Once in Lee County, William bought a patch of government land, then turned around and sold it, moving to neighboring Ogle County to run a sawmill. After a few years, he returned to Lee County and bought a new farm in what is now Nachusa Township, where he finished raising his family and spent the rest of his life.[4]

Wherever William Garrison went, his ever-growing family followed. He and Amelia may have had as many as fifteen kids--several of whom they lost to stillbirth, childhood diseases, or tragic accidents. Peter was one of the nine who made it to adulthood.[5] As the second-eldest son in such a large family, Peter Garrison would have been put to work around his parents' farm as soon as he was old enough to carry a bucket, dig a hole, or swing an axe. When William took to running that Ogle County sawmill, he would have relied on the labor of his eldest sons to keep it going, even though they were still only children. And when William gave up the sawmill and bought a new farm back in Lee County, he would have counted on the sweat of his sons' brows to help get it up and running.
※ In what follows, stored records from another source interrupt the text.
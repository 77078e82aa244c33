use crate::domain::auction::pick_trump;
use crate::domain::exchange::{exchange_cards, exchange_done, stay_home};
use crate::domain::state::{card_census, Phase};
use crate::domain::test_state_helpers::{advance_to_bidding, auction_to_declarer, make_table};
use crate::domain::{full_deck, Card, Suit, TableState};
use crate::errors::domain::{DomainError, ValidationKind};

/// 3 players, declarer seat 1, trump acorns, table in Exchange.
fn exchange_table() -> TableState {
    let mut state = make_table(3, &[0, 1, 2]);
    advance_to_bidding(&mut state);
    auction_to_declarer(&mut state, 2);
    pick_trump(&mut state, 1, Suit::Acorns).unwrap();
    assert_eq!(state.phase, Phase::Exchange);
    state
}

fn assert_census_whole(state: &TableState) {
    let mut census = card_census(state);
    census.sort();
    let mut reference = full_deck();
    reference.sort();
    assert_eq!(census, reference);
}

#[test]
fn declarer_acts_first() {
    let state = exchange_table();
    assert_eq!(state.actor, state.best_by);
}

#[test]
fn exchange_replaces_from_talon() {
    let mut state = exchange_table();
    let talon_before = state.talon.len();
    let swamp_before = state.swamp.len();
    let discarded: Vec<Card> = state.seats[1].hand[..2].to_vec();

    exchange_cards(&mut state, 1, &discarded).unwrap();

    assert_eq!(state.seats[1].hand.len(), 5);
    assert_eq!(state.talon.len(), talon_before - 2);
    assert_eq!(state.swamp.len(), swamp_before + 2);
    for card in &discarded {
        assert!(!state.seats[1].hand.contains(card));
        assert!(state.swamp.contains(card));
    }
    assert_census_whole(&state);
    // Acting moves the spotlight on.
    assert_eq!(state.actor, Some(2));
}

#[test]
fn talon_exhaustion_continues_from_shuffled_swamp() {
    let mut state = exchange_table();
    // Simulate a nearly drained talon: everything but one card has already
    // been discarded into the swamp by earlier exchanges.
    let rest: Vec<Card> = state.talon.split_off(1);
    state.swamp.extend(rest);
    assert!(!state.swamp_shuffled);

    let discarded: Vec<Card> = state.seats[1].hand[..3].to_vec();
    exchange_cards(&mut state, 1, &discarded).unwrap();

    // 1 from the talon, 2 from the swamp after its one-time shuffle.
    assert!(state.talon.is_empty());
    assert!(state.swamp_shuffled);
    assert_eq!(state.seats[1].hand.len(), 5);
    assert_census_whole(&state);
}

#[test]
fn deficit_is_left_unreplenished() {
    let mut state = exchange_table();
    // Both piles dry: park the talon with the won-tricks pile so every card
    // stays accounted for.
    let talon: Vec<Card> = state.talon.drain(..).collect();
    state.taken.extend(talon);
    assert!(state.swamp.is_empty());

    let discarded: Vec<Card> = state.seats[1].hand[..3].to_vec();
    exchange_cards(&mut state, 1, &discarded).unwrap();

    // Nothing to draw; the hand simply stays short.
    assert_eq!(state.seats[1].hand.len(), 2);
    assert_eq!(state.swamp.len(), 3);
    assert_census_whole(&state);
}

#[test]
fn own_discards_are_not_redrawn_in_the_same_exchange() {
    let mut state = exchange_table();
    let talon: Vec<Card> = state.talon.drain(..).collect();
    state.taken.extend(talon);

    let discarded: Vec<Card> = state.seats[1].hand[..2].to_vec();
    exchange_cards(&mut state, 1, &discarded).unwrap();
    for card in &discarded {
        assert!(!state.seats[1].hand.contains(card));
    }
}

#[test]
fn exchange_count_and_ownership_validated() {
    let mut state = exchange_table();
    let hand_before = state.seats[1].hand.clone();

    assert!(matches!(
        exchange_cards(&mut state, 1, &[]).unwrap_err(),
        DomainError::Validation(ValidationKind::InvalidExchange, _)
    ));

    // A card the seat does not hold.
    let foreign = state.seats[2].hand[0];
    assert!(!hand_before.contains(&foreign));
    assert!(matches!(
        exchange_cards(&mut state, 1, &[foreign]).unwrap_err(),
        DomainError::Validation(ValidationKind::CardNotInHand, _)
    ));

    // Duplicate request.
    let own = hand_before[0];
    assert!(matches!(
        exchange_cards(&mut state, 1, &[own, own]).unwrap_err(),
        DomainError::Validation(ValidationKind::InvalidExchange, _)
    ));

    // Nothing moved.
    assert_eq!(state.seats[1].hand, hand_before);
    assert_census_whole(&state);
}

#[test]
fn only_the_actor_exchanges() {
    let mut state = exchange_table();
    let cards: Vec<Card> = state.seats[2].hand[..1].to_vec();
    assert!(matches!(
        exchange_cards(&mut state, 2, &cards).unwrap_err(),
        DomainError::Validation(ValidationKind::OutOfTurn, _)
    ));
}

#[test]
fn declarer_may_not_stay_home() {
    let mut state = exchange_table();
    assert!(matches!(
        stay_home(&mut state, 1).unwrap_err(),
        DomainError::Validation(ValidationKind::StayHomeForbidden, _)
    ));
}

#[test]
fn nobody_stays_home_on_a_hearts_round() {
    let mut state = make_table(3, &[0, 1, 2]);
    advance_to_bidding(&mut state);
    auction_to_declarer(&mut state, 1);
    assert_eq!(state.phase, Phase::Exchange);
    assert_eq!(state.trump, Some(Suit::Hearts));

    exchange_done(&mut state, 1).unwrap();
    assert!(matches!(
        stay_home(&mut state, 2).unwrap_err(),
        DomainError::Validation(ValidationKind::StayHomeForbidden, _)
    ));
}

#[test]
fn staying_home_keeps_the_hand_and_skips_play() {
    let mut state = exchange_table();
    exchange_done(&mut state, 1).unwrap();
    let hand_before = state.seats[2].hand.clone();
    stay_home(&mut state, 2).unwrap();
    assert!(state.seats[2].stayed);
    assert_eq!(state.seats[2].hand, hand_before);

    exchange_done(&mut state, 0).unwrap();
    assert_eq!(state.phase, Phase::Play);
    // Declarer leads; the stayed seat is never in rotation.
    assert_eq!(state.turn, Some(1));
}

#[test]
fn play_starts_once_every_seat_acted() {
    let mut state = exchange_table();
    exchange_done(&mut state, 1).unwrap();
    assert_eq!(state.phase, Phase::Exchange);
    exchange_done(&mut state, 2).unwrap();
    assert_eq!(state.phase, Phase::Exchange);
    exchange_done(&mut state, 0).unwrap();
    assert_eq!(state.phase, Phase::Play);
    assert_eq!(state.turn, Some(1));
    assert_eq!(state.actor, None);
}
Until a little over a year after the Civil War broke out, Peter's life was that of a typical pioneer farmer's son. Then, in the summer of 1862, President Lincoln issued a massive call for volunteers to swell the Union forces. The governor of Illinois echoed Lincoln's call in a series of rousing speeches, prompting thousands of young men across the state to enlist.[6] Peter Garrison was among the early volunteers, signing up on August 12, 1862, for service in Company G of the 75th Illinois Volunteer Infantry Regiment.[7]
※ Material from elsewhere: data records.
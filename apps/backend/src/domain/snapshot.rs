//! Per-seat projection of table state.
//!
//! Hidden information never leaves this module: a snapshot carries only the
//! viewer's own hand, and the cut card only for the seat allowed to see it.

use serde::{Deserialize, Serialize};

use crate::domain::cards_types::{Card, Suit};
use crate::domain::state::{Phase, TableState};

/// Public info about a single seat at the table.
#[derive(Clone, Debug, PartialEq, Eq, Serialize, Deserialize)]
pub struct SeatPublic {
    pub seat: usize,
    pub name: Option<String>,
    pub occupied: bool,
    pub hand_count: usize,
    pub tricks_won: u8,
    pub passed: bool,
    pub stayed: bool,
}

/// What one seat is allowed to see of the table.
#[derive(Clone, Debug, PartialEq, Serialize, Deserialize)]
pub struct TableSnapshot {
    pub phase: Phase,
    pub dealer: usize,
    pub first_bidder: usize,
    pub actor: Option<usize>,
    pub turn: Option<usize>,
    pub best_bid: u8,
    pub best_by: Option<usize>,
    pub round_double: bool,
    pub trump: Option<Suit>,
    pub lead: Option<Suit>,
    /// Cards played into the current trick, in play order.
    pub trick: Vec<(usize, Card)>,
    pub seats: Vec<SeatPublic>,
    /// The viewer's own hand; empty for non-seated viewers.
    pub hand: Vec<Card>,
    /// Revealed cut card; populated only for the first bidder during the cut.
    #[serde(skip_serializing_if = "Option::is_none")]
    pub cut_peek: Option<Card>,
    pub talon_count: usize,
    pub swamp_count: usize,
    pub exchange_max: u8,
    pub hand_over: bool,
}

/// Entry point: produce what `viewer` may see of the current table state.
pub fn project_for_seat(state: &TableState, viewer: Option<usize>) -> TableSnapshot {
    let seats = state
        .seats
        .iter()
        .enumerate()
        .map(|(i, s)| SeatPublic {
            seat: i,
            name: s.player.as_ref().map(|p| p.name.clone()),
            occupied: s.occupied(),
            hand_count: s.hand.len(),
            tricks_won: s.tricks_won,
            passed: s.passed,
            stayed: s.stayed,
        })
        .collect();

    let hand = viewer
        .and_then(|v| state.seats.get(v))
        .map(|s| {
            let mut h = s.hand.clone();
            h.sort();
            h
        })
        .unwrap_or_default();

    let cut_peek = match (state.phase, viewer) {
        (Phase::Cut, Some(v)) if v == state.first_bidder => state.cut_peek,
        _ => None,
    };

    TableSnapshot {
        phase: state.phase,
        dealer: state.dealer,
        first_bidder: state.first_bidder,
        actor: state.actor,
        turn: state.turn,
        best_bid: state.best_bid,
        best_by: state.best_by,
        round_double: state.round_double,
        trump: state.trump,
        lead: state.trick_lead,
        trick: state.trick_plays.clone(),
        seats,
        hand,
        cut_peek,
        talon_count: state.talon.len(),
        swamp_count: state.swamp.len(),
        exchange_max: state.exchange_max,
        hand_over: state.phase == Phase::HandOver,
    }
}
According to a history of Peter's regiment, Company G "was organized at Franklin Grove, Lee county. Its members were from that vicinity and adjoining towns."[8] The recruitment drive in Franklin Grove was intense, whipping the community into a patriotic frenzy. Lincoln Hall--a local meeting-place normally used for dances and church services--"rang with cheers, and the schoolhouse fairly trembled with stamping, as the patriotic gatherings assembled night after night."[9] Franklin Grove was in Peter's township, and although it's impossible to know if he attended any of the recruitment meetings, there must have been a strong brotherly vibe among the soon-to-be soldiers of Company G: most of them were men who shared ties of community, family, and allegiance. Peter had probably known many of the men he joined in the enlistment line since boyhood. At least two--John W. N. Garrison and William L. Girton--were very likely kin.[10]

Peter Garrison was an utterly typical Company G enlistee. On the day he signed up for service, Peter was a 24-year-old bachelor who probably still worked on his father's farm. His company was about two-thirds bachelors and positively overflowed with farmers, the vast majority of them between the ages of 18 and 29. Many of Peter's companions also probably belonged to pioneering families, since most were born within the United States but outside of Illinois, in states like Ohio, Pennsylvania, New York, and Maryland. Only Peter's physical description was unique to him: he had light, perhaps somewhat reddish hair, blue eyes, and a light complexion, and at 5 feet, 8¼ inches, he stood slightly taller than the average American soldier of his time.[11]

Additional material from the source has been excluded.